After 40 years, a couple dozen albums and numerous trips around the world, Judas Priest are calling their new tour Epitaph and saying this is the end of their touring life.
With a new record, The Chosen Few, compiling songs chosen by famous fans like Ozzy Osbourne, Lars Ulrich and Gene Simmons, Judas Priest's Rob Halford sat down at his computer to answer a few questions via email.
Your voice is instantly recognizable. When did you first realize you could sing?
When I was a little kid in the school choirs. I remember right from that point how much I loved to sing from the feelings it gave me
What singers influenced you? Is there anyone that would be surprising to your fans?
I think all singers should keep an open mind to all kinds of singers, that way you can learn and develop in ways you might not think of. A surprise singer I admire might be Tony Bennet. His style and performance are unique.

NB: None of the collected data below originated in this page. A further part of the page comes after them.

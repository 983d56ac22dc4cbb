//! Branch selection and parsing helpers.

use std::collections::HashSet;

/// Remote branch names that never get a local tracking branch.
const UNTRACKED: &[&str] = &["HEAD", "master"];

/// A local branch to create for a remote-tracking branch.
#[derive(Debug, Clone, PartialEq, Eq)]
pub struct TrackedBranch {
    pub local: String,
    pub remote: String,
}

/// Pick the remote branches that get a local tracking branch after a clone.
///
/// `origin/feature/x` becomes local `feature/x`. `HEAD` and `master` are
/// skipped, and when two remotes carry the same branch the first one wins.
pub fn branches_to_track<S: AsRef<str>>(remote_branches: &[S]) -> Vec<TrackedBranch> {
    let mut seen = HashSet::new();
    let mut tracked = Vec::new();

    for remote in remote_branches {
        let remote = remote.as_ref().trim();
        let Some((_, local)) = remote.split_once('/') else {
            continue;
        };
        if local.is_empty() || UNTRACKED.contains(&local) {
            continue;
        }
        if seen.insert(local.to_string()) {
            tracked.push(TrackedBranch {
                local: local.to_string(),
                remote: remote.to_string(),
            });
        }
    }

    tracked
}

/// A local branch and the upstream it follows.
#[derive(Debug, Clone, PartialEq, Eq)]
pub struct LocalBranch {
    pub name: String,
    pub upstream: Option<String>,
    /// The upstream ref no longer exists on the remote.
    pub gone: bool,
}

/// Parse `git for-each-ref --format='%(refname:short)%09%(upstream:short)%09%(upstream:track)'`.
pub fn parse_local_branches(output: &str) -> Vec<LocalBranch> {
    output
        .lines()
        .filter(|line| !line.trim().is_empty())
        .map(|line| {
            let mut fields = line.split('\t');
            let name = fields.next().unwrap_or_default().trim().to_string();
            let upstream = fields
                .next()
                .map(str::trim)
                .filter(|u| !u.is_empty())
                .map(String::from);
            let gone = fields.next().is_some_and(|t| t.contains("gone"));
            LocalBranch {
                name,
                upstream,
                gone,
            }
        })
        .collect()
}
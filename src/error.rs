//! Error types for the backup tool.

use std::path::PathBuf;
use thiserror::Error;

/// The main error type for backup operations.
#[derive(Error, Debug)]
pub enum BackupError {
    #[error("IO error: {0}")]
    Io(#[from] std::io::Error),

    #[error("HTTP request error: {0}")]
    Http(#[from] reqwest::Error),

    #[error("GitHub API error: {message}")]
    GitHub { message: String },

    #[error("Failed to run `{command}`: {source}")]
    GitSpawn {
        command: String,
        #[source]
        source: std::io::Error,
    },

    #[error("`{command}` failed ({status}): {stderr}")]
    GitCommand {
        command: String,
        status: String,
        stderr: String,
    },

    #[error("Cannot enter directory {path}: {source}")]
    EnterDir {
        path: PathBuf,
        #[source]
        source: std::io::Error,
    },
}

impl BackupError {
    /// Whether the error only affects the repository being synced.
    ///
    /// A git command that ran and failed, or a checkout that cannot be
    /// entered, is recorded against that repository. Anything else (git
    /// missing, IO, the API) ends the run.
    pub fn is_repo_local(&self) -> bool {
        matches!(self, Self::GitCommand { .. } | Self::EnterDir { .. })
    }
}

/// A specialized Result type for backup operations.
pub type Result<T> = std::result::Result<T, BackupError>;
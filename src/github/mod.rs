//! GitHub API integration.
//!
//! Lists the repositories of an account, either anonymously (public
//! repositories only) or with basic-auth credentials (everything the
//! credentials can see).
//!
//! # Example
//!
//! ```rust,no_run
//! use github_backup::github::{GitHubClient, RepoOps};
//!
//! let client = GitHubClient::anonymous();
//!
//! for repo in client.list_repos("octocat")? {
//!     println!("{}: {}", repo.name, repo.clone_url);
//! }
//! # Ok::<(), github_backup::error::BackupError>(())
//! ```

mod client;
mod repos;

pub use client::{Credentials, DEFAULT_API_URL, GitHubClient};
pub use repos::{GitHubRepo, RepoFilterExt, RepoOps};
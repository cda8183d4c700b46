//! Filter state, kept durable as query-string pairs.
//!
//! The pair list is the single source of truth: every read decodes from it
//! on demand, so nothing can drift out of sync with the shareable query.

use url::form_urlencoded;

use crate::types::{PricingOption, SortKey};

pub const DEFAULT_PRICE_RANGE: (u32, u32) = (0, 999);

const KEY_PRICING: &str = "pricing";
const KEY_SEARCH: &str = "search";
const KEY_SORT: &str = "sort";
const KEY_PRICE_RANGE: &str = "priceRange";

/// Decoded filter state, as consumed by the derivation engine.
#[derive(Debug, Clone, PartialEq)]
pub struct FilterSnapshot {
    /// Active pricing tiers; empty means every tier passes.
    pub pricing_options: Vec<PricingOption>,
    pub search_keyword: String,
    pub sort_by: SortKey,
    /// Inclusive price bounds, applied only while `Paid` is selected.
    pub price_range: (u32, u32),
}

impl Default for FilterSnapshot {
    fn default() -> Self {
        Self {
            pricing_options: Vec::new(),
            search_keyword: String::new(),
            sort_by: SortKey::Title,
            price_range: DEFAULT_PRICE_RANGE,
        }
    }
}

impl FilterSnapshot {
    pub fn includes_paid(&self) -> bool {
        self.pricing_options.contains(&PricingOption::Paid)
    }
}

/// Durable, shareable filter representation. Keys not owned by the filter
/// set (anything besides `pricing`/`search`/`sort`/`priceRange`) survive
/// parsing and setters untouched.
#[derive(Debug, Clone, Default, PartialEq)]
pub struct FilterParams {
    pairs: Vec<(String, String)>,
}

impl FilterParams {
    pub fn new() -> Self {
        Self::default()
    }

    /// Parse a query string (with or without a leading `?`).
    pub fn parse(query: &str) -> Self {
        let query = query.strip_prefix('?').unwrap_or(query);
        let pairs = form_urlencoded::parse(query.as_bytes())
            .map(|(k, v)| (k.into_owned(), v.into_owned()))
            .collect();
        Self { pairs }
    }

    /// Encode back to a query string.
    pub fn encode(&self) -> String {
        let mut ser = form_urlencoded::Serializer::new(String::new());
        for (k, v) in &self.pairs {
            ser.append_pair(k, v);
        }
        ser.finish()
    }

    fn get(&self, key: &str) -> Option<&str> {
        self.pairs
            .iter()
            .find(|(k, _)| k == key)
            .map(|(_, v)| v.as_str())
    }

    /// Replace the first occurrence in place and drop any duplicates, so
    /// a parsed query with repeated keys collapses to one value.
    fn set(&mut self, key: &str, value: String) {
        let mut replaced = false;
        self.pairs.retain_mut(|(k, v)| {
            if k != key {
                return true;
            }
            if replaced {
                return false;
            }
            *v = value.clone();
            replaced = true;
            true
        });
        if !replaced {
            self.pairs.push((key.to_string(), value));
        }
    }

    fn remove(&mut self, key: &str) {
        self.pairs.retain(|(k, _)| k != key);
    }

    // --- derived reads ---

    /// Active tiers from the `pricing` key. Unparseable or unknown codes
    /// are skipped; duplicates collapse, order preserved.
    pub fn pricing_options(&self) -> Vec<PricingOption> {
        let Some(raw) = self.get(KEY_PRICING) else {
            return Vec::new();
        };
        let mut out = Vec::new();
        for part in raw.split(',') {
            if let Some(opt) = part
                .trim()
                .parse::<u8>()
                .ok()
                .and_then(PricingOption::from_code)
            {
                if !out.contains(&opt) {
                    out.push(opt);
                }
            }
        }
        out
    }

    pub fn search_keyword(&self) -> String {
        self.get(KEY_SEARCH).unwrap_or_default().to_string()
    }

    pub fn sort_by(&self) -> SortKey {
        self.get(KEY_SORT).map(SortKey::parse).unwrap_or_default()
    }

    /// `priceRange` as an inclusive pair; absent or malformed falls back
    /// to the default.
    pub fn price_range(&self) -> (u32, u32) {
        let Some(raw) = self.get(KEY_PRICE_RANGE) else {
            return DEFAULT_PRICE_RANGE;
        };
        let mut parts = raw.splitn(2, ',');
        match (
            parts.next().and_then(|s| s.trim().parse::<u32>().ok()),
            parts.next().and_then(|s| s.trim().parse::<u32>().ok()),
        ) {
            (Some(min), Some(max)) => (min, max),
            _ => DEFAULT_PRICE_RANGE,
        }
    }

    // --- setters (each rewrites the durable pairs immediately) ---

    pub fn set_pricing_options(&mut self, options: &[PricingOption]) {
        if options.is_empty() {
            self.remove(KEY_PRICING);
        } else {
            let codes: Vec<String> = options.iter().map(|o| o.code().to_string()).collect();
            self.set(KEY_PRICING, codes.join(","));
        }
    }

    pub fn set_search_keyword(&mut self, keyword: &str) {
        if keyword.is_empty() {
            self.remove(KEY_SEARCH);
        } else {
            self.set(KEY_SEARCH, keyword.to_string());
        }
    }

    pub fn set_sort_by(&mut self, sort: SortKey) {
        if sort == SortKey::Title {
            self.remove(KEY_SORT);
        } else {
            self.set(KEY_SORT, sort.as_str().to_string());
        }
    }

    /// Stores the pair exactly as given, equal bounds included; clamping
    /// out-of-order input is the slider's job, not the store's.
    pub fn set_price_range(&mut self, range: (u32, u32)) {
        self.set(KEY_PRICE_RANGE, format!("{},{}", range.0, range.1));
    }

    /// Remove all four filter keys, restoring the default tuple.
    pub fn reset_filters(&mut self) {
        self.remove(KEY_PRICING);
        self.remove(KEY_SEARCH);
        self.remove(KEY_SORT);
        self.remove(KEY_PRICE_RANGE);
    }

    /// Decode all four projections at once.
    pub fn snapshot(&self) -> FilterSnapshot {
        FilterSnapshot {
            pricing_options: self.pricing_options(),
            search_keyword: self.search_keyword(),
            sort_by: self.sort_by(),
            price_range: self.price_range(),
        }
    }
}
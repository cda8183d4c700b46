use serde::Serialize;

use crate::source::PLACEHOLDER_IMAGE;
use crate::types::{ContentItem, PricingOption};

/// Display-ready projection of one catalog entry.
#[derive(Debug, Clone, PartialEq, Serialize)]
pub struct CardView {
    pub title: String,
    pub byline: String,
    pub price_badge: String,
    pub image: String,
}

impl CardView {
    /// Single-line rendering for the CLI listing.
    pub fn line(&self) -> String {
        format!("{} — {} [{}]", self.title, self.byline, self.price_badge)
    }
}

/// Badge text for a pricing option; `None` stands for a value outside the
/// known set and renders as empty text rather than failing.
pub fn price_badge_for(option: Option<PricingOption>, price: f64) -> String {
    match option {
        Some(PricingOption::Paid) => format!("${:.2}", price),
        Some(PricingOption::Free) => "Free".to_string(),
        Some(PricingOption::ViewOnly) => "View Only".to_string(),
        None => String::new(),
    }
}

pub fn price_badge(item: &ContentItem) -> String {
    price_badge_for(Some(item.pricing_option), item.price)
}

pub fn card_from_item(item: &ContentItem) -> CardView {
    let image = if item.path.trim().is_empty() {
        PLACEHOLDER_IMAGE.to_string()
    } else {
        item.path.clone()
    };
    CardView {
        title: item.title.clone(),
        byline: format!("By {}", item.creator),
        price_badge: price_badge(item),
        image,
    }
}
//! Scroll-triggered loading: decide when sentinel visibility should pull
//! the next page.

use std::time::{Duration, Instant};

pub const DEFAULT_THRESHOLD: f64 = 0.1;
pub const DEFAULT_COOLDOWN: Duration = Duration::from_millis(1000);

/// Watches the end-of-list sentinel. `observe` is fed visibility events
/// plus the current store flags and answers whether to fire the load-more
/// callback. Firing is throttled by a cooldown on top of the loading
/// guard, so repeated visibility events inside one loading cycle trigger
/// at most one fetch.
#[derive(Debug)]
pub struct SentinelWatcher {
    threshold: f64,
    cooldown: Duration,
    last_fired: Option<Instant>,
    attached: bool,
}

impl SentinelWatcher {
    pub fn new() -> Self {
        Self::with_settings(DEFAULT_THRESHOLD, DEFAULT_COOLDOWN)
    }

    pub fn with_settings(threshold: f64, cooldown: Duration) -> Self {
        Self {
            threshold,
            cooldown,
            last_fired: None,
            attached: true,
        }
    }

    /// Report a sentinel visibility event. Returns true when the caller
    /// should request the next page.
    pub fn observe(&mut self, visible_ratio: f64, loading: bool, has_more: bool, now: Instant) -> bool {
        if !self.attached || visible_ratio < self.threshold {
            return false;
        }
        if loading || !has_more {
            return false;
        }
        if let Some(last) = self.last_fired {
            if now.duration_since(last) < self.cooldown {
                return false;
            }
        }
        self.last_fired = Some(now);
        true
    }

    /// Stop observing. After this every event is ignored; a torn-down
    /// sentinel must never fire.
    pub fn detach(&mut self) {
        self.attached = false;
    }

    pub fn is_attached(&self) -> bool {
        self.attached
    }
}

impl Default for SentinelWatcher {
    fn default() -> Self {
        Self::new()
    }
}
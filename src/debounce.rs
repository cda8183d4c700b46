//! Explicit keystroke debounce: the latest input wins once the delay
//! passes without another one.

use std::time::{Duration, Instant};

pub const DEFAULT_DEBOUNCE: Duration = Duration::from_millis(300);

#[derive(Debug)]
pub struct Debouncer {
    delay: Duration,
    pending: Option<(String, Instant)>,
}

impl Debouncer {
    pub fn new(delay: Duration) -> Self {
        Self {
            delay,
            pending: None,
        }
    }

    /// Record an input; any pending value is replaced and the timer
    /// restarts from `now`.
    pub fn input(&mut self, value: impl Into<String>, now: Instant) {
        self.pending = Some((value.into(), now + self.delay));
    }

    /// Yield the pending value once its deadline has passed uncancelled.
    /// Each committed value is returned exactly once.
    pub fn poll(&mut self, now: Instant) -> Option<String> {
        match &self.pending {
            Some((_, deadline)) if now >= *deadline => self.pending.take().map(|(v, _)| v),
            _ => None,
        }
    }

    pub fn cancel(&mut self) {
        self.pending = None;
    }

    pub fn is_pending(&self) -> bool {
        self.pending.is_some()
    }
}

impl Default for Debouncer {
    fn default() -> Self {
        Self::new(DEFAULT_DEBOUNCE)
    }
}
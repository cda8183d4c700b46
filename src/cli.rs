use std::path::PathBuf;

use clap::{Args, Parser, Subcommand};

/// CLI for browsing the remote catalog with local filtering
#[derive(Parser)]
#[command(name = "vitrine")]
#[command(about = "Browse a remote product catalog: filter, search, sort", long_about = None)]
pub struct Cli {
    /// Path to a TOML config file
    #[arg(short, long, global = true)]
    pub config: Option<PathBuf>,

    #[command(subcommand)]
    pub command: Commands,
}

#[derive(Subcommand)]
pub enum Commands {
    /// Fetch pages through the scroll loader and print the filtered listing
    List {
        #[command(flatten)]
        filters: FilterArgs,

        /// Number of pages to pull before printing
        #[arg(long, default_value_t = 1)]
        pages: u32,

        /// Print cards as JSON instead of text lines
        #[arg(long)]
        json: bool,
    },
    /// Print the shareable query string for the given filter flags
    Share {
        #[command(flatten)]
        filters: FilterArgs,
    },
}

#[derive(Args)]
pub struct FilterArgs {
    /// Comma-separated pricing tiers: paid,free,view-only
    #[arg(long)]
    pub pricing: Option<String>,

    /// Keyword matched against creator and title
    #[arg(long)]
    pub search: Option<String>,

    /// Sort order: title, price-high or price-low
    #[arg(long)]
    pub sort: Option<String>,

    /// Inclusive price range as min,max (applies while paid is selected)
    #[arg(long = "price-range")]
    pub price_range: Option<String>,

    /// Restore filters from a share query string instead of flags
    #[arg(long, conflicts_with_all = ["pricing", "search", "sort", "price_range"])]
    pub query: Option<String>,
}
//! qwire core: lazily decoded query messages over a received wire envelope.
//!
//! This crate defines the envelope contract, the codec contract with its
//! serde-backed codecs, and `LazyQueryMessage`, which defers decoding of the
//! payload, response shape and metadata until each is first read. It carries
//! no runtime or subscriber dependencies.
//!
//! # Defensive guarantees
//! Panics, `unwrap`, and `expect` are compile-denied here. Every decode
//! failure surfaces as `DecodeError` from the accessor that triggered it.

#![deny(clippy::unwrap_used)]
#![deny(clippy::expect_used)]
#![deny(clippy::panic)]

pub mod codec;
pub mod error;
pub mod lazy;
pub mod message;
pub mod metadata;
pub mod protocol;
pub mod shape;

pub use error::{DecodeError, QwireError, Result};
pub use message::{LazyQueryMessage, QueryMessage};
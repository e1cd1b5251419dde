//! Observability: logging setup and in-process decode metrics.
//!
//! Metrics are stored as atomics behind `DashMap` and rendered in Prometheus
//! text format on demand.

pub mod logging;
pub mod metrics;
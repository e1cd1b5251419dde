//! Query request envelope (canonical JSON mapping).
//!
//! The envelope is received whole and never mutated. Payload, response type
//! and metadata stay encoded here; decoding belongs to `LazyQueryMessage`.

use std::collections::HashMap;

use base64::engine::general_purpose::STANDARD;
use base64::Engine;
use bytes::Bytes;
use serde::{Deserialize, Deserializer};

use crate::error::{QwireError, Result};

/// Encoded object: bytes plus the declared type name and revision.
#[derive(Debug, Clone, PartialEq, Deserialize)]
#[serde(deny_unknown_fields)]
pub struct SerializedObject {
    /// Declared (logical) type name.
    #[serde(rename = "type")]
    pub type_name: String,
    /// Revision tag. Empty on the wire means no revision.
    #[serde(default, deserialize_with = "empty_as_none")]
    pub revision: Option<String>,
    /// Encoded bytes (base64 in JSON).
    #[serde(default, deserialize_with = "base64_bytes")]
    pub data: Bytes,
}

impl SerializedObject {
    pub fn new(
        data: impl Into<Bytes>,
        type_name: impl Into<String>,
        revision: Option<&str>,
    ) -> Self {
        Self {
            type_name: type_name.into(),
            revision: revision.filter(|r| !r.is_empty()).map(str::to_owned),
            data: data.into(),
        }
    }

    pub fn revision(&self) -> Option<&str> {
        self.revision.as_deref()
    }
}

/// One metadata value; exactly one kind, or unset.
#[derive(Debug, Clone, PartialEq, Deserialize)]
#[serde(try_from = "RawMetadataValue")]
pub enum MetadataValue {
    Text(String),
    Bytes(SerializedObject),
    Double(f64),
    Number(i64),
    Boolean(bool),
    Unset,
}

/// Oneof wire form: at most one field set.
#[derive(Deserialize)]
#[serde(deny_unknown_fields, rename_all = "camelCase")]
struct RawMetadataValue {
    text_value: Option<String>,
    bytes_value: Option<SerializedObject>,
    double_value: Option<f64>,
    number_value: Option<i64>,
    boolean_value: Option<bool>,
}

impl TryFrom<RawMetadataValue> for MetadataValue {
    type Error = String;

    fn try_from(raw: RawMetadataValue) -> std::result::Result<Self, Self::Error> {
        let mut set = Vec::with_capacity(1);
        if let Some(v) = raw.text_value {
            set.push(MetadataValue::Text(v));
        }
        if let Some(v) = raw.bytes_value {
            set.push(MetadataValue::Bytes(v));
        }
        if let Some(v) = raw.double_value {
            set.push(MetadataValue::Double(v));
        }
        if let Some(v) = raw.number_value {
            set.push(MetadataValue::Number(v));
        }
        if let Some(v) = raw.boolean_value {
            set.push(MetadataValue::Boolean(v));
        }
        match set.len() {
            0 => Ok(MetadataValue::Unset),
            1 => Ok(set.remove(0)),
            n => Err(format!("metadata value has {n} fields set, expected at most one")),
        }
    }
}

/// Received query request.
#[derive(Debug, Clone, Deserialize)]
#[serde(deny_unknown_fields, rename_all = "camelCase")]
pub struct QueryEnvelope {
    /// Logical query name.
    pub query: String,
    /// Unique message identifier.
    pub message_identifier: String,
    /// Encoded query payload.
    pub payload: SerializedObject,
    /// Encoded response shape.
    pub response_type: SerializedObject,
    #[serde(default)]
    pub meta_data: HashMap<String, MetadataValue>,
    #[serde(default)]
    pub client_id: String,
    #[serde(default)]
    pub component_name: String,
    /// Creation time, epoch millis.
    #[serde(default)]
    pub timestamp: i64,
    /// 0 = unspecified.
    #[serde(default)]
    pub number_of_results: i32,
}

/// Parse a JSON query envelope.
pub fn parse_envelope(buf: &[u8]) -> Result<QueryEnvelope> {
    serde_json::from_slice(buf)
        .map_err(|e| QwireError::BadRequest(format!("invalid envelope json: {e}")))
}

fn empty_as_none<'de, D>(d: D) -> std::result::Result<Option<String>, D::Error>
where
    D: Deserializer<'de>,
{
    let s = Option::<String>::deserialize(d)?;
    Ok(s.filter(|s| !s.is_empty()))
}

fn base64_bytes<'de, D>(d: D) -> std::result::Result<Bytes, D::Error>
where
    D: Deserializer<'de>,
{
    let s = String::deserialize(d)?;
    STANDARD
        .decode(s.as_bytes())
        .map(Bytes::from)
        .map_err(serde::de::Error::custom)
}
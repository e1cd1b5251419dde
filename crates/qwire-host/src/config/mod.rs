//! Host config loader (strict parsing).

pub mod schema;

use std::fs;

use qwire_core::error::{QwireError, Result};

pub use schema::{CodecConfig, CodecFormat, CodecsSection, HostConfig, LoggingSection};

pub fn load_from_file(path: &str) -> Result<HostConfig> {
    let s = fs::read_to_string(path)
        .map_err(|e| QwireError::Internal(format!("read config failed: {e}")))?;
    load_from_str(&s)
}

pub fn load_from_str(s: &str) -> Result<HostConfig> {
    let cfg: HostConfig = serde_yaml::from_str(s)
        .map_err(|e| QwireError::BadRequest(format!("invalid yaml: {e}")))?;
    cfg.validate()?;
    Ok(cfg)
}
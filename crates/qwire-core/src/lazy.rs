//! Single-flight lazy cell.
//!
//! States: empty, filled(value). A failed fill leaves the cell empty so the
//! next caller retries from scratch; errors are never cached.
//!
//! Readers of a filled cell never take the lock. Concurrent first readers
//! serialize on `fill`, and only the first one runs the initializer.

use std::sync::{Mutex, OnceLock, PoisonError};

pub struct LazyCell<T> {
    value: OnceLock<T>,
    fill: Mutex<()>,
}

impl<T> Default for LazyCell<T> {
    fn default() -> Self {
        Self::new()
    }
}

impl<T> LazyCell<T> {
    pub const fn new() -> Self {
        Self {
            value: OnceLock::new(),
            fill: Mutex::new(()),
        }
    }

    /// Cached value, if already filled.
    pub fn get(&self) -> Option<&T> {
        self.value.get()
    }

    pub fn is_filled(&self) -> bool {
        self.value.get().is_some()
    }

    /// Return the cached value, or run `init` once and cache its `Ok` result.
    pub fn get_or_try_init<E, F>(&self, init: F) -> Result<&T, E>
    where
        F: FnOnce() -> Result<T, E>,
    {
        if let Some(v) = self.value.get() {
            return Ok(v);
        }

        // A panicking initializer leaves the cell empty; the guard holds no data.
        let _guard = self.fill.lock().unwrap_or_else(PoisonError::into_inner);
        if let Some(v) = self.value.get() {
            return Ok(v);
        }

        let v = init()?;
        Ok(self.value.get_or_init(|| v))
    }
}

What made you decide to have other people pick (and comment on) the songs for The Chosen Few? It's an interesting take on the idea of a greatest hits or fan favourites album.
Our label and management came up with the idea and we ran with it as we thought it had never been done before. Amazing that all of those famous rock stars should be Priest fans as well. Just shows how we all are in each other's lives with our music.
What's your favourite Judas Priest song? Why?
Victim Of Changes. It has the riffs, the pounding beats. Twin guitars, softer moments. Very bluesy and heavy. The light and shade mirror the band's name truly.
You've been playing with the guys in Judas Priest for 40 years. What is it that you like about being a member of that band? What is the band dynamic like after so many years?
Chemistry makes a band. Call it fate or destiny that brings the players together with their own way of making vocals, drums, bass, guitars. Combined with the writing teams and the never ending possibilities for a new song. All of this, plus the passion and self-belief and determination make a group what it is.
I remember when there was a distinct line drawn between metal fans and punk fans, but bands like Priest and Motorhead were the rarities that it was cool to like regardless of the length of your hair. To what do you attribute your widespread appeal (for lack of a better word, your cool)?
From the start we wanted to put on a show that fans would remember by the looks as well as the sounds. So we invented the leather studs, whips and chains that married perfectly with our music. Times change the looks of bands. We had ours from the mid 70s on and have played around with it here and there, but stayed true to ourselves.
Metal seems a lot more diverse today than it did in the past. Has your audience changed in the past 15 years?
We have grown old together, but every show we play now covers just about all kinds of demographic: from heavy metal kids barely in their teens to guys and gals from our time of life. Metal has no age limit. Never will.
Finally, I'm guessing you haven't lived in England for a long time, but I'm wondering if growing up in Birmingham - with its juxtaposition of industrialism and nature - influenced your music. Do you think there's something about that area that inspired bands to play heavier, faster or louder than others?
We count our blessings that we came about as we did at an exciting time of musical development. Many people say Priest was at the beginning of the scene, which is true. Metal comes from electric prog blues rock and we refined all of that into how we sounded. We guess it's the same for all bands as far as where you come from gets into your music. We lived and breathed the metal of the foundries and factories, so maybe that is in our blood.